* Exercise description: Scan the records for lines with the word "mpsc", and copy every such line.

* Provided information:
============
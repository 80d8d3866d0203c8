//! Headless script runner
//!
//! A script is a text file with one command per line:
//! - `# comment` lines and blank lines are ignored
//! - `select a/b.txt`, `remove`, `compare`... drive the session
//! - `pick <path>` / `pick cancel` queue the answer of the next file dialog
//! - `settle` waits for every outstanding answer, `wait <ms>` sleeps
//! - `assert <property> <value>` checks the session state
//!
//! Every command that sends a request is settled before the next line runs,
//! so assertions always see the answer applied.
//!
//! ```text
//! open /tmp/pack
//! select a
//! remove
//! assert paths d.txt
//! ```

use crate::async_task::TaskResult;
use crate::command::Command;
use crate::config::Config;
use crate::dialogs::QueuedPicker;
use crate::error::{LensError, Result};
use crate::navigator::{Direction, NavigatorEvent};
use crate::path_set::EntryMarker;
use crate::remote::ArchiveEngine;
use crate::session::{ActiveView, Session};
use std::path::Path;
use std::sync::Arc;
use std::time::{Duration, Instant};
use tokio::sync::mpsc;
use tokio::time::timeout;

#[derive(Debug, Clone, PartialEq, Eq)]
pub struct ScriptLine {
    pub line: usize,
    pub command: Command,
}

#[derive(Debug, Clone, Default)]
pub struct Script {
    pub lines: Vec<ScriptLine>,
}

impl Script {
    pub fn from_file<P: AsRef<Path>>(path: P) -> Result<Self> {
        let content = std::fs::read_to_string(path)?;
        Self::from_string(&content)
    }

    pub fn from_string(content: &str) -> Result<Self> {
        let mut lines = Vec::new();
        for (index, line) in content.lines().enumerate() {
            let line = line.trim();
            if line.is_empty() || line.starts_with('#') {
                continue;
            }
            let command = Command::from_string(line).map_err(|message| LensError::Script {
                line: index + 1,
                message,
            })?;
            lines.push(ScriptLine {
                line: index + 1,
                command,
            });
        }
        Ok(Self { lines })
    }
}

#[derive(Debug, Clone, Default)]
pub struct ScriptReport {
    pub commands_run: usize,
    pub assertions_passed: usize,
    pub assertions_failed: usize,
    pub errors: Vec<String>,
    pub duration: Duration,
}

impl ScriptReport {
    pub fn success(&self) -> bool {
        self.assertions_failed == 0 && self.errors.is_empty()
    }

    pub fn print_summary(&self) {
        println!("🧪 Script results:");
        println!("   Commands run: {}", self.commands_run);
        println!("   Assertions passed: {}", self.assertions_passed);
        println!("   Assertions failed: {}", self.assertions_failed);
        println!("   Duration: {:?}", self.duration);
        for error in &self.errors {
            println!("   ❌ {}", error);
        }
        if self.success() {
            println!("✅ Script passed");
        } else {
            println!("❌ Script failed");
        }
    }
}

/// Drives a session from script commands and settles its requests
pub struct Executor {
    session: Session,
    results: mpsc::UnboundedReceiver<TaskResult>,
    picker: QueuedPicker,
    transcript: String,
    pub max_settle_time: Duration,
}

impl Executor {
    /// Spawn a worker for `engine` and a session on top of it.
    ///
    /// `picker` must be the one the engine answers its own dialogs with, so
    /// `pick` lines reach both.
    pub fn start(engine: Arc<dyn ArchiveEngine>, config: Config, picker: QueuedPicker) -> Self {
        let (session, results) = Session::connect(engine, config, Arc::new(picker.clone()));
        Self {
            session,
            results,
            picker,
            transcript: String::new(),
            max_settle_time: Duration::from_secs(5),
        }
    }

    pub fn session(&self) -> &Session {
        &self.session
    }

    pub fn session_mut(&mut self) -> &mut Session {
        &mut self.session
    }

    /// Output of `print` lines so far
    pub fn transcript(&self) -> &str {
        &self.transcript
    }

    pub async fn run(&mut self, script: &Script) -> ScriptReport {
        let start = Instant::now();
        let mut report = ScriptReport::default();
        log::info!("🧪 Running script with {} commands", script.lines.len());

        for ScriptLine { line, command } in &script.lines {
            log::debug!("🧪 line {}: {}", line, command);
            let executed = self.execute(command).await;
            report.commands_run += 1;

            match (command, executed) {
                (Command::Assert { .. }, Ok(())) => report.assertions_passed += 1,
                (Command::Assert { .. }, Err(message)) => {
                    log::warn!("🧪 line {}: assertion failed: {}", line, message);
                    report.assertions_failed += 1;
                    report.errors.push(format!("line {}: {}", line, message));
                }
                (_, Ok(())) => {}
                (_, Err(message)) => report.errors.push(format!("line {}: {}", line, message)),
            }
        }

        report.duration = start.elapsed();
        report
    }

    /// Run one command, settling any request it sent
    pub async fn execute(&mut self, command: &Command) -> std::result::Result<(), String> {
        match command {
            Command::Open => {
                self.session.open();
            }
            Command::OpenPath(path) => {
                self.session.open_path(path);
            }
            Command::Pick(answer) => self.picker.push(answer.clone()),
            Command::CloseAll => {
                self.session.close_all();
            }

            Command::Select(path) => {
                if !self.session.select(path) {
                    return Err(self.session.status_message().to_string());
                }
            }
            Command::Deselect => self.session.clear_selection(),
            Command::Up => {
                self.session.step(Direction::Up);
            }
            Command::Down => {
                self.session.step(Direction::Down);
            }
            Command::Toggle(path) => {
                self.session.navigate(NavigatorEvent::ToggleExpanded(path.clone()));
            }
            Command::Expand(path) => {
                self.session.navigate(NavigatorEvent::Expand(path.clone()));
            }
            Command::Collapse(path) => {
                self.session.navigate(NavigatorEvent::Collapse(path.clone()));
            }
            Command::ExpandAll => {
                self.session.navigate(NavigatorEvent::ExpandAll);
            }
            Command::Filter(query) => {
                self.session.set_filter(query);
            }
            Command::ClearFilter => {
                self.session.clear_filter();
            }

            Command::Add {
                internal_path,
                source_path,
                overwrite,
            } => {
                self.session.add(internal_path, source_path, *overwrite);
            }
            Command::AddRecursive {
                internal_path,
                source_dir,
            } => {
                self.session.add_recursive(internal_path, source_dir);
            }
            Command::AddToDirectory => {
                self.session.add_to_selected_directory();
            }
            Command::Remove => {
                self.session.remove_selected();
            }
            Command::Rename(new_path) => {
                self.session.rename_selected(new_path);
            }
            Command::Replace => {
                self.session.replace_selected();
            }
            Command::Extract => {
                self.session.extract_selected();
            }
            Command::Edit => {
                self.session.edit_selected();
            }
            Command::CopyPath => {
                self.session.copy_selected_path();
            }
            Command::Search(query) => {
                self.session.search_entries(query);
            }
            Command::ClearSearch => {
                self.session.clear_entry_search();
            }

            Command::Type(text) => self.session.set_buffer(text.clone()),
            Command::Save(kind) => {
                self.session.save(*kind);
            }
            Command::SaveAs(kind) => {
                self.session.save_as(*kind);
            }

            Command::CompareReference => {
                self.session.compare_selected();
            }
            Command::CompareBufferReference => {
                self.session.compare_buffer_with_reference();
            }
            Command::CompareFiles => {
                self.session.compare_disk_files();
            }
            Command::CompareBufferDisk => {
                self.session.compare_buffer_with_disk();
            }
            Command::NextDiff => {
                self.session.next_difference();
            }
            Command::PreviousDiff => {
                self.session.previous_difference();
            }
            Command::CloseCompare => self.session.close_compare(),

            Command::Settle => self.settle().await?,
            Command::Wait(ms) => tokio::time::sleep(Duration::from_millis(*ms)).await,
            Command::Print => {
                let rendered = self.session.render_tree();
                self.transcript.push_str(&rendered);
            }
            Command::Assert { property, expected } => return check(&self.session, property, expected),
        }

        if command.dispatches() {
            self.settle().await?;
        }
        Ok(())
    }

    /// Apply answers until nothing is outstanding and the guard is idle
    pub async fn settle(&mut self) -> std::result::Result<(), String> {
        let deadline = Instant::now() + self.max_settle_time;

        while !self.session.is_settled() {
            let remaining = deadline.saturating_duration_since(Instant::now());
            match timeout(remaining, self.results.recv()).await {
                Ok(Some(result)) => self.session.handle_task_result(result),
                Ok(None) => return Err("request worker stopped".to_string()),
                Err(_) => {
                    return Err(format!(
                        "{} requests still pending after {:?}",
                        self.session.pending_requests(),
                        self.max_settle_time
                    ))
                }
            }
        }

        let guard = self.session.guard().clone();
        let remaining = deadline.saturating_duration_since(Instant::now());
        timeout(remaining, guard.wait_idle())
            .await
            .map_err(|_| "single-flight guard did not release in time".to_string())
    }
}

/// Check one `assert` line against the session
pub fn check(session: &Session, property: &str, expected: &str) -> std::result::Result<(), String> {
    let (subject, value) = match expected.split_once(char::is_whitespace) {
        Some((subject, value)) => (subject, value.trim()),
        None => (expected, ""),
    };

    let (actual, wanted): (String, String) = match property {
        "status" => (session.status_message().to_string(), expected.to_string()),
        "status_contains" => {
            return if session.status_message().contains(expected) {
                Ok(())
            } else {
                Err(format!("status '{}' does not contain '{}'", session.status_message(), expected))
            };
        }
        "view" => {
            let view = match session.view() {
                ActiveView::Archive => "archive",
                ActiveView::Editor => "editor",
                ActiveView::Comparer => "comparer",
            };
            (view.to_string(), expected.to_lowercase())
        }
        "selection" => {
            let selection = session.selection();
            let actual = if selection.is_empty() { "none" } else { selection.path.as_str() };
            (actual.to_string(), expected.to_string())
        }
        "paths" => {
            let mut actual = session.tree_state().path_set().paths.clone();
            actual.sort();
            let mut wanted: Vec<String> = expected
                .split(',')
                .map(str::trim)
                .filter(|p| !p.is_empty())
                .map(str::to_string)
                .collect();
            wanted.sort();
            (actual.join(","), wanted.join(","))
        }
        "contains" => (session.tree_state().contains(expected).to_string(), "true".to_string()),
        "missing" => (session.tree_state().contains(expected).to_string(), "false".to_string()),
        "marker" => {
            let marker = match session.tree_state().marker(subject) {
                Some(EntryMarker::Added) => "added",
                Some(EntryMarker::Modified) => "modified",
                None => "none",
            };
            (marker.to_string(), value.to_lowercase())
        }
        "expanded" => (
            session.tree_state().collapse_store().is_expanded(expected).to_string(),
            "true".to_string(),
        ),
        "collapsed" => (
            session.tree_state().collapse_store().is_expanded(expected).to_string(),
            "false".to_string(),
        ),
        "visible" => (session.view_model().items.len().to_string(), expected.to_string()),
        "tree_line" => {
            let rendered = session.render_tree();
            return if rendered.lines().any(|line| line.trim() == expected.trim()) {
                Ok(())
            } else {
                Err(format!("no tree line '{}' in:\n{}", expected, rendered))
            };
        }
        "diff_total" => (session.compare().navigator().total().to_string(), expected.to_string()),
        "diff_index" => (
            session.compare().navigator().current_index().to_string(),
            expected.to_string(),
        ),
        "compare" => {
            let present = if session.compare().dataset().is_some() { "present" } else { "none" };
            (present.to_string(), expected.to_lowercase())
        }
        "editor" => (session.editor().text.clone(), expected.to_string()),
        "language" => (session.editor().language.clone(), expected.to_string()),
        "pending" => (session.pending_requests().to_string(), expected.to_string()),
        _ => return Err(format!("Unknown assertion property: {}", property)),
    };

    if actual == wanted {
        Ok(())
    } else {
        Err(format!("{}: expected '{}', got '{}'", property, wanted, actual))
    }
}

#[cfg(test)]
mod tests {
    use super::*;

    #[test]
    fn test_parse_script() {
        let script = Script::from_string(
            r#"
# open and look around
open /tmp/pack

select a/b.txt
assert selection a/b.txt
"#,
        )
        .unwrap();
        assert_eq!(script.lines.len(), 3);
        assert_eq!(script.lines[0].line, 3);
        assert_eq!(script.lines[1].command, Command::Select("a/b.txt".into()));
        assert_eq!(script.lines[2].line, 6);
    }

    #[test]
    fn test_parse_error_reports_line() {
        let err = Script::from_string("open\nfrobnicate\n").unwrap_err();
        match err {
            LensError::Script { line, message } => {
                assert_eq!(line, 2);
                assert!(message.contains("frobnicate"));
            }
            other => panic!("unexpected error: {:?}", other),
        }
    }

    #[test]
    fn test_report_success() {
        let mut report = ScriptReport::default();
        assert!(report.success());
        report.assertions_failed = 1;
        assert!(!report.success());
    }
}
use similar::{DiffTag, TextDiff};
use std::ops::Range;
use std::time::Duration;

/// A contiguous run of differing lines, as 0-based line ranges per side
#[derive(Debug, Clone, PartialEq, Eq)]
pub struct DiffRange {
    pub old: Range<usize>,
    pub new: Range<usize>,
}

impl DiffRange {
    /// First line of the range on the new side, for scrolling a viewer
    pub fn anchor_line(&self) -> usize {
        self.new.start
    }
}

/// Line-level difference ranges between `old` and `new`, in order.
///
/// Adjacent delete/insert/replace operations are merged into one range.
/// With a deadline the diff may be coarser but always terminates.
pub fn compute_ranges(old: &str, new: &str, deadline: Option<Duration>) -> Vec<DiffRange> {
    let mut config = TextDiff::configure();
    if let Some(deadline) = deadline {
        config.timeout(deadline);
    }
    let diff = config.diff_lines(old, new);

    let mut ranges: Vec<DiffRange> = Vec::new();
    let mut open = false;
    for op in diff.ops() {
        if op.tag() == DiffTag::Equal {
            open = false;
            continue;
        }
        match ranges.last_mut() {
            Some(last) if open => {
                last.old.end = op.old_range().end;
                last.new.end = op.new_range().end;
            }
            _ => ranges.push(DiffRange {
                old: op.old_range(),
                new: op.new_range(),
            }),
        }
        open = true;
    }
    ranges
}

/// Unified diff text with the given headers
pub fn unified(old: &str, new: &str, old_label: &str, new_label: &str) -> String {
    TextDiff::from_lines(old, new)
        .unified_diff()
        .context_radius(3)
        .header(old_label, new_label)
        .to_string()
}

/// Cursor over the difference ranges of a comparison.
///
/// `next` wraps from the last range to the first. `previous` stops at the
/// first range unless backward wrapping is enabled.
#[derive(Debug, Clone, Default, PartialEq, Eq)]
pub struct DiffNavigator {
    ranges: Vec<DiffRange>,
    current: usize,
    wrap_backward: bool,
}

impl DiffNavigator {
    pub fn new(ranges: Vec<DiffRange>, wrap_backward: bool) -> Self {
        Self {
            ranges,
            current: 0,
            wrap_backward,
        }
    }

    pub fn total(&self) -> usize {
        self.ranges.len()
    }

    pub fn current_index(&self) -> usize {
        self.current
    }

    pub fn current_range(&self) -> Option<&DiffRange> {
        self.ranges.get(self.current)
    }

    pub fn ranges(&self) -> &[DiffRange] {
        &self.ranges
    }

    pub fn next(&mut self) -> Option<usize> {
        if self.ranges.is_empty() {
            return None;
        }
        self.current = if self.current + 1 >= self.ranges.len() {
            0
        } else {
            self.current + 1
        };
        Some(self.current)
    }

    pub fn previous(&mut self) -> Option<usize> {
        if self.ranges.is_empty() {
            return None;
        }
        self.current = match self.current {
            0 if self.wrap_backward => self.ranges.len() - 1,
            0 => 0,
            n => n - 1,
        };
        Some(self.current)
    }

    pub fn reset(&mut self) {
        self.current = 0;
    }
}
============
* Task solution:
use tokio::sync::mpsc;
    results: mpsc::UnboundedReceiver<TaskResult>,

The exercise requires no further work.